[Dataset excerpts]
▼▼▼
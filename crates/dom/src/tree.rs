//! DOM Tree implementation.

use crate::element::ElementData;
use crate::node::{Node, NodeData, NodeId};
use slotmap::SlotMap;

/// Elements whose text never renders.
const NON_RENDERED_TAGS: &[&str] = &["script", "style", "template", "noscript"];

/// The DOM tree structure.
///
/// Detached nodes stay in the arena so that a removed subtree can still be
/// inspected (mutation observers traverse removed nodes).
pub struct DomTree {
    /// All nodes, attached or not.
    nodes: SlotMap<NodeId, Node>,
    /// Root node (document).
    root: NodeId,
}

impl DomTree {
    pub fn new() -> Self {
        let mut nodes = SlotMap::with_key();
        let root = nodes.insert_with_key(Node::new_document);
        Self { nodes, root }
    }

    /// Get the root document node.
    pub fn root(&self) -> NodeId {
        self.root
    }

    /// Get a node by ID.
    pub fn get(&self, id: NodeId) -> Option<&Node> {
        self.nodes.get(id)
    }

    /// Get a mutable node by ID.
    pub fn get_mut(&mut self, id: NodeId) -> Option<&mut Node> {
        self.nodes.get_mut(id)
    }

    /// Get element data for a node.
    pub fn get_element(&self, id: NodeId) -> Option<&ElementData> {
        self.nodes.get(id).and_then(|n| n.as_element())
    }

    /// Get mutable element data for a node.
    pub fn get_element_mut(&mut self, id: NodeId) -> Option<&mut ElementData> {
        self.nodes.get_mut(id).and_then(|n| n.as_element_mut())
    }

    /// Create a detached element node.
    pub fn create_element(&mut self, data: ElementData) -> NodeId {
        self.nodes.insert_with_key(|id| Node::new_element(id, data))
    }

    /// Create a detached text node.
    pub fn create_text(&mut self, content: &str) -> NodeId {
        self.nodes
            .insert_with_key(|id| Node::new_text(id, content.to_string()))
    }

    /// Append a child, detaching it from its old parent first.
    ///
    /// Returns `false` (and changes nothing) when either node is unknown, the
    /// parent cannot have children, or the insertion would create a cycle.
    pub fn append_child(&mut self, parent: NodeId, child: NodeId) -> bool {
        self.insert_before(parent, child, None)
    }

    /// Insert a child before a reference child (append when `None`).
    pub fn insert_before(
        &mut self,
        parent: NodeId,
        child: NodeId,
        reference: Option<NodeId>,
    ) -> bool {
        if !self.can_insert(parent, child) {
            return false;
        }
        if let Some(reference) = reference {
            if reference == child || self.parent(reference) != Some(parent) {
                return false;
            }
        }

        self.detach(child);

        let Some(parent_node) = self.nodes.get_mut(parent) else {
            return false;
        };
        let position = reference
            .and_then(|r| parent_node.children.iter().position(|&id| id == r))
            .unwrap_or(parent_node.children.len());
        parent_node.children.insert(position, child);

        if let Some(child_node) = self.nodes.get_mut(child) {
            child_node.parent = Some(parent);
        }
        true
    }

    fn can_insert(&self, parent: NodeId, child: NodeId) -> bool {
        let (Some(parent_node), Some(child_node)) = (self.nodes.get(parent), self.nodes.get(child))
        else {
            return false;
        };
        if child_node.is_document() || !matches!(parent_node.data, NodeData::Element(_) | NodeData::Document) {
            return false;
        }
        !self.contains(child, parent)
    }

    /// Detach a node from its parent. The subtree stays intact.
    ///
    /// Returns the old parent.
    pub fn detach(&mut self, node: NodeId) -> Option<NodeId> {
        let parent = self.nodes.get(node)?.parent?;

        if let Some(parent_node) = self.nodes.get_mut(parent) {
            parent_node.children.retain(|id| *id != node);
        }
        if let Some(node_data) = self.nodes.get_mut(node) {
            node_data.parent = None;
        }
        Some(parent)
    }

    /// Get parent node.
    pub fn parent(&self, node: NodeId) -> Option<NodeId> {
        self.nodes.get(node).and_then(|n| n.parent)
    }

    /// Get first child.
    pub fn first_child(&self, node: NodeId) -> Option<NodeId> {
        self.nodes.get(node).and_then(|n| n.children.first().copied())
    }

    /// Get previous sibling.
    pub fn prev_sibling(&self, node: NodeId) -> Option<NodeId> {
        let siblings = &self.nodes.get(self.parent(node)?)?.children;
        let index = siblings.iter().position(|&id| id == node)?;
        index.checked_sub(1).map(|i| siblings[i])
    }

    /// Get next sibling.
    pub fn next_sibling(&self, node: NodeId) -> Option<NodeId> {
        let siblings = &self.nodes.get(self.parent(node)?)?.children;
        let index = siblings.iter().position(|&id| id == node)?;
        siblings.get(index + 1).copied()
    }

    /// Get all children.
    pub fn children(&self, node: NodeId) -> impl Iterator<Item = NodeId> + '_ {
        self.nodes
            .get(node)
            .into_iter()
            .flat_map(|n| n.children.iter().copied())
    }

    /// Get ancestors, nearest first.
    pub fn ancestors(&self, node: NodeId) -> AncestorIterator<'_> {
        AncestorIterator {
            tree: self,
            current: self.parent(node),
        }
    }

    /// Get descendants in document order (pre-order), excluding `node`.
    pub fn descendants(&self, node: NodeId) -> DescendantIterator<'_> {
        let mut stack = Vec::new();
        if let Some(n) = self.nodes.get(node) {
            stack.extend(n.children.iter().rev().copied());
        }
        DescendantIterator { tree: self, stack }
    }

    /// Whether `node` is `ancestor` or one of its descendants.
    pub fn contains(&self, ancestor: NodeId, node: NodeId) -> bool {
        node == ancestor || self.ancestors(node).any(|a| a == ancestor)
    }

    /// Whether the node is attached to the document.
    pub fn is_connected(&self, node: NodeId) -> bool {
        self.nodes.contains_key(node) && self.contains(self.root, node)
    }

    /// Find a connected element by ID.
    pub fn find_element_by_id(&self, id: &str) -> Option<NodeId> {
        self.descendants(self.root).find(|&node| {
            self.get_element(node)
                .and_then(|e| e.id.as_deref())
                .map(|v| v == id)
                .unwrap_or(false)
        })
    }

    /// Get the text a user would see: descendant text, skipping non-rendered
    /// elements and subtrees marked `hidden`.
    pub fn visible_text(&self, node: NodeId) -> String {
        let mut result = String::new();
        self.collect_visible_text(node, &mut result);
        result
    }

    fn collect_visible_text(&self, node: NodeId, result: &mut String) {
        let Some(node_data) = self.nodes.get(node) else {
            return;
        };
        match &node_data.data {
            NodeData::Text { content } => result.push_str(content),
            NodeData::Element(elem) => {
                if elem.is_hidden() || NON_RENDERED_TAGS.contains(&elem.tag_name.as_str()) {
                    return;
                }
                for &child in &node_data.children {
                    self.collect_visible_text(child, result);
                }
            }
            NodeData::Document => {
                for &child in &node_data.children {
                    self.collect_visible_text(child, result);
                }
            }
        }
    }

    /// Get total number of nodes, attached or not.
    pub fn len(&self) -> usize {
        self.nodes.len()
    }

    /// Check if the document has no children.
    pub fn is_empty(&self) -> bool {
        self.first_child(self.root).is_none()
    }
}

impl Default for DomTree {
    fn default() -> Self {
        Self::new()
    }
}

/// Iterator over ancestor nodes.
pub struct AncestorIterator<'a> {
    tree: &'a DomTree,
    current: Option<NodeId>,
}

impl<'a> Iterator for AncestorIterator<'a> {
    type Item = NodeId;

    fn next(&mut self) -> Option<Self::Item> {
        let current = self.current?;
        self.current = self.tree.parent(current);
        Some(current)
    }
}

/// Iterator over descendant nodes (pre-order traversal).
pub struct DescendantIterator<'a> {
    tree: &'a DomTree,
    stack: Vec<NodeId>,
}

impl<'a> Iterator for DescendantIterator<'a> {
    type Item = NodeId;

    fn next(&mut self) -> Option<Self::Item> {
        let current = self.stack.pop()?;

        if let Some(node) = self.tree.nodes.get(current) {
            self.stack.extend(node.children.iter().rev().copied());
        }

        Some(current)
    }
}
▲▲▲
# Problem:
Among the lines above, count those containing "current", and give only the number.

# Solution to the exercise:
8